Juan Catalano: entre el rosario y la gorra del Che, por Irina Bondarenco


 Un retrato de la hermandad como forma de vida

Pintor, músico y narrador de anécdotas, Catalano repasa una vida marcada por contradicciones fértiles: la formación católica y los mandatos sicilianos, la disciplina militar y la contracultura hippie, la fidelidad amorosa y la comunidad como horizonte. Aunque no se reconozca como tal, es referente del arte plástico misionero y parte de su obra integra el patrimonio cultural de la provincia. Entre pinceles, cuadros y una gorra estilo Che Guevara, deja un consejo a su nieto que resume su credo vital: “Sé bueno con los vecinos. Eso alcanza para ser feliz.”

En una casa antigua del centro de Posadas, la puerta siempre está abierta. Su mesa de trabajo mira a un ventanal que da a la calle: sobre ella descansan una pinza, un martillo, pinceles, un cenicero y papeles sueltos. Lo rodean cuadros de su autoría y libros apilados que se mezclan con herramientas. Entre idas y vueltas de visitantes, Juan Catalano, a los 80 años —y a días de cumplir 81—, recibe con su saludo habitual: “hola, hermano/a”, una muletilla que desnuda su eje vital: la hermandad como manera de estar en el mundo. En esa mesa, donde conviven religión y contracultura, arranca esta conversación.

Catalano nació en Santa Fe, 1944, pero a los tres meses ya vivía en Posadas. La anécdota lo persigue cada vez que discuten su gentilicio: “mamé acá”, dice, para cerrar el tema.

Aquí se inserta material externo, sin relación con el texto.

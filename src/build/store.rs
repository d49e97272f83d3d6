// SPDX-License-Identifier: MIT
//! Session-keyed build state store.
//!
//! One internally synchronized table instead of parallel status/error/log
//! maps. Records are created on first use and live for the process
//! lifetime unless the session's project is deleted (`forget`).

use std::collections::HashMap;
use std::sync::RwLock;

use chrono::Utc;

use super::model::{BuildStatus, BuildStatusSnapshot, SessionBuildRecord};

pub struct BuildStateStore {
    records: RwLock<HashMap<String, SessionBuildRecord>>,
}

impl BuildStateStore {
    pub fn new() -> Self {
        Self {
            records: RwLock::new(HashMap::new()),
        }
    }

    /// Current status, `Pending` for a session never built.
    pub fn status(&self, session_id: &str) -> BuildStatus {
        self.records
            .read()
            .expect("build state store poisoned")
            .get(session_id)
            .map(|r| r.status)
            .unwrap_or(BuildStatus::Pending)
    }

    /// Mark a session queued: status Pending, previous logs cleared.
    pub fn mark_pending(&self, session_id: &str) {
        let mut records = self.records.write().expect("build state store poisoned");
        let record = records.entry(session_id.to_string()).or_default();
        record.status = BuildStatus::Pending;
        record.error = None;
        record.logs.clear();
        record.updated_at = Utc::now();
    }

    /// Atomic Idle→Building transition, performed at job start.
    ///
    /// Returns `false` when the session is already Building — the caller
    /// drops the job as a coalesced duplicate. The check and the
    /// transition happen under one write lock, so two dispatched jobs for
    /// the same session can never both enter the pipeline.
    pub fn try_begin(&self, session_id: &str) -> bool {
        let mut records = self.records.write().expect("build state store poisoned");
        let record = records.entry(session_id.to_string()).or_default();
        if record.status == BuildStatus::Building {
            return false;
        }
        record.status = BuildStatus::Building;
        record.updated_at = Utc::now();
        true
    }

    /// Append a log line; returns the bounded tail for the progress event.
    pub fn append_log(&self, session_id: &str, line: impl Into<String>) -> Vec<String> {
        let mut records = self.records.write().expect("build state store poisoned");
        let record = records.entry(session_id.to_string()).or_default();
        record.push_log(line);
        record.log_tail()
    }

    /// Terminal success: record the wall-clock duration.
    pub fn complete(&self, session_id: &str, build_time_seconds: f64) {
        let mut records = self.records.write().expect("build state store poisoned");
        let record = records.entry(session_id.to_string()).or_default();
        record.status = BuildStatus::Success;
        record.error = None;
        record.build_time_seconds = Some(build_time_seconds);
        record.updated_at = Utc::now();
    }

    /// Terminal failure: store the (already truncated) error text.
    pub fn fail(&self, session_id: &str, error: impl Into<String>) {
        let mut records = self.records.write().expect("build state store poisoned");
        let record = records.entry(session_id.to_string()).or_default();
        record.status = BuildStatus::Error;
        record.error = Some(error.into());
        record.updated_at = Utc::now();
    }

    /// Pollable snapshot: status, error, duration, bounded log tail.
    /// A session never seen yields the Pending default.
    pub fn snapshot(&self, session_id: &str) -> BuildStatusSnapshot {
        let records = self.records.read().expect("build state store poisoned");
        match records.get(session_id) {
            Some(r) => BuildStatusSnapshot {
                status: r.status,
                error: r.error.clone(),
                build_time_seconds: r.build_time_seconds,
                logs: r.log_tail(),
            },
            None => BuildStatusSnapshot {
                status: BuildStatus::Pending,
                error: None,
                build_time_seconds: None,
                logs: Vec::new(),
            },
        }
    }

    /// Full retained log (≤ capacity), oldest first.
    pub fn logs(&self, session_id: &str) -> Vec<String> {
        self.records
            .read()
            .expect("build state store poisoned")
            .get(session_id)
            .map(|r| r.logs.clone())
            .unwrap_or_default()
    }

    /// Drop a session's record entirely (project deleted externally).
    pub fn forget(&self, session_id: &str) {
        self.records
            .write()
            .expect("build state store poisoned")
            .remove(session_id);
    }
}

impl Default for BuildStateStore {
    fn default() -> Self {
        Self::new()
    }
}

#[cfg(test)]
mod tests {
    use super::*;

    #[test]
    fn try_begin_is_exclusive_while_building() {
        let store = BuildStateStore::new();
        store.mark_pending("abc");
        assert!(store.try_begin("abc"));
        assert_eq!(store.status("abc"), BuildStatus::Building);
        // Second job for the same session is rejected until terminal.
        assert!(!store.try_begin("abc"));

        store.complete("abc", 1.5);
        assert_eq!(store.status("abc"), BuildStatus::Success);
        // A fresh attempt may begin again after a terminal state.
        assert!(store.try_begin("abc"));
    }

    #[test]
    fn mark_pending_clears_previous_attempt_logs() {
        let store = BuildStateStore::new();
        store.append_log("abc", "old line");
        store.fail("abc", "boom");
        store.mark_pending("abc");

        let snap = store.snapshot("abc");
        assert_eq!(snap.status, BuildStatus::Pending);
        assert!(snap.logs.is_empty());
        assert!(snap.error.is_none());
    }

    #[test]
    fn snapshot_of_unknown_session_is_pending() {
        let store = BuildStateStore::new();
        let snap = store.snapshot("never-seen");
        assert_eq!(snap.status, BuildStatus::Pending);
        assert!(snap.logs.is_empty());
    }

    #[test]
    fn complete_records_duration_and_clears_error() {
        let store = BuildStateStore::new();
        store.fail("abc", "first attempt failed");
        store.complete("abc", 12.34);
        let snap = store.snapshot("abc");
        assert_eq!(snap.status, BuildStatus::Success);
        assert_eq!(snap.build_time_seconds, Some(12.34));
        assert!(snap.error.is_none());
    }

    #[test]
    fn forget_removes_record() {
        let store = BuildStateStore::new();
        store.fail("abc", "x");
        store.forget("abc");
        assert_eq!(store.snapshot("abc").status, BuildStatus::Pending);
        assert!(store.logs("abc").is_empty());
    }
}
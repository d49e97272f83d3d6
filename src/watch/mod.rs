// SPDX-License-Identifier: MIT
//! Per-session source watcher with per-path debounce.
//!
//! notify's callbacks run on a notify-internal thread; raw events are
//! forwarded into a tokio mpsc channel and filtered on the async executor
//! (build output, dependency caches, and VCS metadata are ignored, as is
//! anything without a source/style/config extension). Each relevant path
//! gets a cancellable timer: a new event to the same path within the
//! window aborts and replaces the pending timer, so a burst of N writes
//! collapses to exactly one change callback, fired one window after the
//! last write. Distinct paths debounce independently — the queue's
//! coalescing absorbs the resulting duplicate rebuild requests.

use std::collections::HashMap;
use std::path::{Path, PathBuf};
use std::sync::atomic::{AtomicU64, Ordering};
use std::sync::{Arc, Mutex};
use std::time::Duration;

use anyhow::Result;
use notify::{Config, Event, EventKind, RecommendedWatcher, RecursiveMode, Watcher};
use tokio::sync::mpsc;
use tokio::task::JoinHandle;
use tracing::{debug, info, warn};

use crate::project::ProjectStore;

/// Invoked with the session id once per debounced change.
pub type ChangeCallback = Arc<dyn Fn(&str) + Send + Sync>;

/// Subtrees never treated as source changes.
const EXCLUDED_DIRS: &[&str] = &["node_modules", "dist", ".git"];
/// Extensions that count as editable source/style/config files.
const WATCHED_EXTENSIONS: &[&str] = &["tsx", "ts", "jsx", "js", "css", "json"];

// ─── FileWatchDebouncer ───────────────────────────────────────────────────────

pub struct FileWatchDebouncer {
    projects: Arc<ProjectStore>,
    window: Duration,
    on_change: ChangeCallback,
    sessions: Mutex<HashMap<String, SessionWatch>>,
}

struct SessionWatch {
    /// Keeps the OS watch registered; dropping it releases the handle.
    _watcher: RecommendedWatcher,
    forwarder: JoinHandle<()>,
    timers: Arc<DebounceTable>,
}

impl FileWatchDebouncer {
    pub fn new(
        projects: Arc<ProjectStore>,
        window: Duration,
        on_change: ChangeCallback,
    ) -> Self {
        Self {
            projects,
            window,
            on_change,
            sessions: Mutex::new(HashMap::new()),
        }
    }

    /// Start watching a session's `src/` tree. A no-op when the session is
    /// already watched or its source directory does not exist yet.
    pub fn watch_session(&self, session_id: &str) -> Result<()> {
        {
            let sessions = self.sessions.lock().expect("watch table poisoned");
            if sessions.contains_key(session_id) {
                return Ok(());
            }
        }

        let src_path = self.projects.src_path(session_id);
        if !src_path.is_dir() {
            debug!(session_id, path = %src_path.display(), "no source tree to watch yet");
            return Ok(());
        }

        let (tx, rx) = mpsc::channel::<notify::Result<Event>>(64);
        let mut watcher = RecommendedWatcher::new(
            move |res| {
                let _ = tx.blocking_send(res);
            },
            Config::default(),
        )?;
        watcher.watch(&src_path, RecursiveMode::Recursive)?;

        let timers = Arc::new(DebounceTable::new(
            session_id.to_string(),
            self.window,
            Arc::clone(&self.on_change),
        ));
        let forwarder = tokio::spawn(forward_events(rx, Arc::clone(&timers)));

        let mut sessions = self.sessions.lock().expect("watch table poisoned");
        sessions.insert(
            session_id.to_string(),
            SessionWatch {
                _watcher: watcher,
                forwarder,
                timers,
            },
        );
        info!(session_id, path = %src_path.display(), "watching source tree");
        Ok(())
    }

    /// Stop watching: cancels all pending timers for the session and
    /// releases the underlying watch handle. In-flight builds triggered
    /// earlier are unaffected.
    pub fn stop_watching(&self, session_id: &str) {
        let watch = self
            .sessions
            .lock()
            .expect("watch table poisoned")
            .remove(session_id);
        if let Some(watch) = watch {
            watch.forwarder.abort();
            watch.timers.cancel_all();
            info!(session_id, "stopped watching source tree");
        }
    }

    pub fn is_watching(&self, session_id: &str) -> bool {
        self.sessions
            .lock()
            .expect("watch table poisoned")
            .contains_key(session_id)
    }

    /// Stop every session watch (daemon shutdown).
    pub fn stop_all(&self) {
        let drained: Vec<String> = self
            .sessions
            .lock()
            .expect("watch table poisoned")
            .keys()
            .cloned()
            .collect();
        for session_id in drained {
            self.stop_watching(&session_id);
        }
    }
}

async fn forward_events(
    mut rx: mpsc::Receiver<notify::Result<Event>>,
    timers: Arc<DebounceTable>,
) {
    while let Some(event_res) = rx.recv().await {
        match event_res {
            Ok(event) => {
                // Editors that save via write-temp-then-rename surface the
                // final file as a create, so both kinds count as a change.
                if !matches!(event.kind, EventKind::Modify(_) | EventKind::Create(_)) {
                    continue;
                }
                for path in event.paths {
                    if is_relevant(&path) {
                        Arc::clone(&timers).touch(path);
                    }
                }
            }
            Err(e) => {
                warn!(err = %e, "file watcher error");
            }
        }
    }
}

/// Relevant = not under an excluded subtree, and has an allow-listed
/// extension. Directories fall out naturally (no matching extension).
fn is_relevant(path: &Path) -> bool {
    if path
        .components()
        .any(|c| EXCLUDED_DIRS.contains(&c.as_os_str().to_string_lossy().as_ref()))
    {
        return false;
    }
    path.extension()
        .and_then(|e| e.to_str())
        .map(|ext| WATCHED_EXTENSIONS.contains(&ext))
        .unwrap_or(false)
}

// ─── DebounceTable ────────────────────────────────────────────────────────────

/// At most one live timer per path. Timers are generation-tagged so a
/// timer that already fired can never remove its successor's entry.
struct DebounceTable {
    session_id: String,
    window: Duration,
    on_change: ChangeCallback,
    timers: Mutex<HashMap<PathBuf, PendingTimer>>,
    next_gen: AtomicU64,
}

struct PendingTimer {
    generation: u64,
    handle: JoinHandle<()>,
}

impl DebounceTable {
    fn new(session_id: String, window: Duration, on_change: ChangeCallback) -> Self {
        Self {
            session_id,
            window,
            on_change,
            timers: Mutex::new(HashMap::new()),
            next_gen: AtomicU64::new(0),
        }
    }

    /// Record an event for `path`: abort any pending timer and schedule a
    /// fresh one, so the callback fires exactly once, one window after the
    /// last event to this path.
    fn touch(self: Arc<Self>, path: PathBuf) {
        let generation = self.next_gen.fetch_add(1, Ordering::Relaxed);
        let table = Arc::clone(&self);

        // Hold the lock across the spawn: the new task sleeps for a full
        // window before touching the table, and the entry must be in
        // place before it can possibly wake.
        let mut timers = self.timers.lock().expect("debounce table poisoned");
        if let Some(prev) = timers.remove(&path) {
            prev.handle.abort();
        }

        let key = path.clone();
        let handle = tokio::spawn(async move {
            tokio::time::sleep(table.window).await;
            {
                let mut timers = table.timers.lock().expect("debounce table poisoned");
                match timers.get(&key) {
                    Some(t) if t.generation == generation => {
                        timers.remove(&key);
                    }
                    // Superseded by a newer timer for this path.
                    _ => return,
                }
            }
            debug!(session_id = %table.session_id, path = %key.display(), "debounced change");
            (table.on_change)(&table.session_id);
        });

        timers.insert(path, PendingTimer { generation, handle });
    }

    fn cancel_all(&self) {
        let mut timers = self.timers.lock().expect("debounce table poisoned");
        for (_, timer) in timers.drain() {
            timer.handle.abort();
        }
    }
}

#[cfg(test)]
mod tests {
    use super::*;
    use std::sync::atomic::AtomicUsize;

    fn counting_table(window_ms: u64) -> (Arc<DebounceTable>, Arc<AtomicUsize>) {
        let fired = Arc::new(AtomicUsize::new(0));
        let fired_cb = Arc::clone(&fired);
        let callback: ChangeCallback = Arc::new(move |_session: &str| {
            fired_cb.fetch_add(1, Ordering::SeqCst);
        });
        let table = Arc::new(DebounceTable::new(
            "abc".to_string(),
            Duration::from_millis(window_ms),
            callback,
        ));
        (table, fired)
    }

    #[tokio::test(start_paused = true)]
    async fn burst_to_same_path_fires_once() {
        let (table, fired) = counting_table(1000);
        let path = PathBuf::from("/p/src/App.tsx");

        // Events at t = 0, 300, 600 ms — all within the 1s window.
        Arc::clone(&table).touch(path.clone());
        tokio::time::sleep(Duration::from_millis(300)).await;
        Arc::clone(&table).touch(path.clone());
        tokio::time::sleep(Duration::from_millis(300)).await;
        Arc::clone(&table).touch(path.clone());

        // At t = 1400 ms (800 ms after the last event) nothing has fired.
        tokio::time::sleep(Duration::from_millis(800)).await;
        assert_eq!(fired.load(Ordering::SeqCst), 0);

        // The single callback lands one window after the last event (~1.6s).
        tokio::time::sleep(Duration::from_millis(400)).await;
        assert_eq!(fired.load(Ordering::SeqCst), 1);

        // No stragglers.
        tokio::time::sleep(Duration::from_secs(5)).await;
        assert_eq!(fired.load(Ordering::SeqCst), 1);
    }

    #[tokio::test(start_paused = true)]
    async fn distinct_paths_debounce_independently() {
        let (table, fired) = counting_table(1000);

        Arc::clone(&table).touch(PathBuf::from("/p/src/App.tsx"));
        Arc::clone(&table).touch(PathBuf::from("/p/src/index.css"));

        tokio::time::sleep(Duration::from_millis(1500)).await;
        assert_eq!(fired.load(Ordering::SeqCst), 2);
    }

    #[tokio::test(start_paused = true)]
    async fn event_after_fire_schedules_again() {
        let (table, fired) = counting_table(1000);
        let path = PathBuf::from("/p/src/App.tsx");

        Arc::clone(&table).touch(path.clone());
        tokio::time::sleep(Duration::from_millis(1500)).await;
        assert_eq!(fired.load(Ordering::SeqCst), 1);

        Arc::clone(&table).touch(path);
        tokio::time::sleep(Duration::from_millis(1500)).await;
        assert_eq!(fired.load(Ordering::SeqCst), 2);
    }

    #[tokio::test(start_paused = true)]
    async fn cancel_all_stops_pending_timers() {
        let (table, fired) = counting_table(1000);
        Arc::clone(&table).touch(PathBuf::from("/p/src/App.tsx"));
        Arc::clone(&table).touch(PathBuf::from("/p/src/index.css"));
        table.cancel_all();

        tokio::time::sleep(Duration::from_secs(5)).await;
        assert_eq!(fired.load(Ordering::SeqCst), 0);
    }

    #[test]
    fn relevance_filter() {
        assert!(is_relevant(Path::new("/p/src/App.tsx")));
        assert!(is_relevant(Path::new("/p/src/styles/main.css")));
        assert!(is_relevant(Path::new("/p/src/data.json")));

        // Excluded subtrees.
        assert!(!is_relevant(Path::new("/p/node_modules/react/index.js")));
        assert!(!is_relevant(Path::new("/p/dist/bundle.js")));
        assert!(!is_relevant(Path::new("/p/.git/config.json")));

        // Non-source extensions and extensionless paths.
        assert!(!is_relevant(Path::new("/p/src/readme.md")));
        assert!(!is_relevant(Path::new("/p/src/subdir")));
    }
}
use std::sync::Arc;

use anyhow::Result;
use clap::{Parser, Subcommand};
use tracing::info;

use previewd::config::DaemonConfig;
use previewd::AppContext;

#[derive(Parser)]
#[command(
    name = "previewd",
    about = "Live-preview build daemon — rebuilds chat-edited web projects and streams progress",
    version
)]
struct Args {
    #[command(subcommand)]
    command: Option<Command>,

    /// Data directory for config and logs (default: ~/.previewd)
    #[arg(long, env = "PREVIEWD_DATA_DIR")]
    data_dir: Option<std::path::PathBuf>,

    /// Root directory holding one project tree per session
    #[arg(long, env = "PREVIEWD_PROJECTS_DIR")]
    projects_dir: Option<std::path::PathBuf>,

    /// Log level (trace, debug, info, warn, error)
    #[arg(long, env = "PREVIEWD_LOG")]
    log: Option<String>,

    /// Write logs to this file path (rotated daily). Optional.
    #[arg(long, env = "PREVIEWD_LOG_FILE")]
    log_file: Option<std::path::PathBuf>,
}

#[derive(Subcommand)]
enum Command {
    /// Run the daemon in the foreground (default when no subcommand given).
    ///
    /// Examples:
    ///   previewd serve
    ///   previewd
    Serve,
}

#[tokio::main]
async fn main() -> Result<()> {
    let args = Args::parse();

    let config = Arc::new(DaemonConfig::new(
        args.data_dir,
        args.projects_dir,
        args.log,
    ));

    // Init once — must happen before any tracing calls.
    let _file_guard = setup_logging(&config.log, args.log_file.as_deref(), &config.log_format);

    match args.command {
        None | Some(Command::Serve) => run_server(config).await,
    }
}

async fn run_server(config: Arc<DaemonConfig>) -> Result<()> {
    info!(
        version = env!("CARGO_PKG_VERSION"),
        projects_dir = %config.projects_dir.display(),
        "previewd starting"
    );

    let ctx = AppContext::initialize(config)?;

    info!("previewd ready — waiting for build requests");
    tokio::signal::ctrl_c().await?;

    info!("shutdown signal received");
    ctx.shutdown();
    Ok(())
}

/// Initialize the tracing subscriber.
/// If `log_file` is set, logs go to both stdout and a daily-rolling file.
/// Returns a `WorkerGuard` that must stay alive for the process lifetime.
///
/// `log_format` may be `"pretty"` (default) or `"json"` (structured output
/// for log aggregators). A log directory that cannot be created logs a
/// warning and falls back to stdout-only — never panics.
fn setup_logging(
    log_level: &str,
    log_file: Option<&std::path::Path>,
    log_format: &str,
) -> Option<tracing_appender::non_blocking::WorkerGuard> {
    use tracing_subscriber::{fmt, layer::SubscriberExt, util::SubscriberInitExt, EnvFilter};

    let use_json = log_format == "json";

    // Resolve the optional file writer first; any failure downgrades to
    // stdout-only rather than refusing to start.
    let mut guard = None;
    let file_writer = log_file.and_then(|path| {
        let dir = path.parent().unwrap_or_else(|| std::path::Path::new("."));
        let filename = path
            .file_name()
            .unwrap_or_else(|| std::ffi::OsStr::new("previewd.log"));
        if let Err(e) = std::fs::create_dir_all(dir) {
            eprintln!(
                "warn: could not create log directory '{}': {e} — falling back to stdout",
                dir.display()
            );
            return None;
        }
        let appender = tracing_appender::rolling::daily(dir, filename);
        let (non_blocking, g) = tracing_appender::non_blocking(appender);
        guard = Some(g);
        Some(non_blocking)
    });

    if use_json {
        tracing_subscriber::registry()
            .with(EnvFilter::new(log_level))
            .with(fmt::layer().json())
            .with(file_writer.map(|w| fmt::layer().json().with_writer(w)))
            .init();
    } else {
        tracing_subscriber::registry()
            .with(EnvFilter::new(log_level))
            .with(fmt::layer().compact())
            .with(file_writer.map(|w| fmt::layer().compact().with_writer(w)))
            .init();
    }

    guard
}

Su madre viajó embarazada, el abuelo murió, y el médico pidió que esperaran hasta los tres meses antes de volver; desde entonces, Posadas fue su casa.

La infancia fue católica y numerosa: rezos diarios, tías “obispas”, colegio religioso a la vuelta de casa. De chico quiso ser cura —le atraía esa vida compartida— y ya de adolescente probó con el liceo militar, enviciado por la camaradería y “salir de campaña”. Más tarde llegaría el hippismo, con su idea de fraternidad y una iconografía que sigue sobre su mesa: la gorra del Che. En ese péndulo biográfico hay un hilo único: estar con otros.

De esa experiencia nace su pequeña filosofía pública: no hay que buscar la paz perfecta, sino la armonía posible. La paz absoluta —explica— se parece a la quietud de la muerte; la armonía admite conflicto y diferencia, y busca un equilibrio justo. Por eso le desconfía tanto al capitalismo que no paga bien al que trabaja como a las utopías que prometen una perfección irreal.

“La casa es abierta”, dice, y no es metáfora. Le gusta vivir con mucha gente, pertenecer a hermandades con códigos tácitos y valores compartidos. En la charla me trata de “hermana”, naturalizando un trato que revela esa vocación de comunidad.

La música fue su primera cofradía. Hijo del director de la Banda Municipal, se subió al saxofón y tocó en la 9 de Julio y la 25 de Mayo. Con la banda iban al asilo, al hospital Baliña (donde viven los “locos”) y a la cárcel de la calle San Martín: tocar no era solo repertorio, era estar donde hacía falta compañía. Esa pulsión lo define: “no me gusta mirar desde la tribuna; yo me meto adentro”, dice al recordar noches de elección en la Plaza 9 de Julio o su impulso de llamar en medio de un incendio lejano solo para saber y ayudar.

El amor desmiente el cliché del hippismo disperso. Su gran compañera fue Inesita: una historia que empezó con una carta (y un borceguí para ir al monte) y siguió “hasta el cementerio”. Hubo poemas, cine casero, trabajo compartido y una lealtad que lo enorgullece. Comunidad sí, pero fidelidad también.

Hoy tiene 80 años y el 11 de septiembre cumplirá 81. La vida le enseñó a despedir: muchos amigos ya no están, y en su relato asoman músicos entrañables que se fueron. Quizá por eso afila el consejo que quiere dejarle a su nieto: “sé bueno con los vecinos”. En su escala de valores, la felicidad no está en la grandilocuencia sino en el tejido cercano.

Además de músico y militante de ideas, Catalano es —aunque no se lo adjudique— un referente del arte plástico de Misiones. Su obra, desperdigada en talleres, colecciones y espacios públicos, forma parte del patrimonio cultural provincial. Lo suyo no va de medallas: son cuadros que respiran barrio, oficio y hospitalidad, la misma ética de hermandad que atraviesa su biografía.

Me acompaña hasta la puerta con cierta dificultad para caminar. Ajusta su gorra del Che, saluda a quienes pasan por la vereda con un afectuoso “hola, hermano”, y vuelve a perderse en su casa-taller donde la vida, el arte y la hermandad siguen latiendo.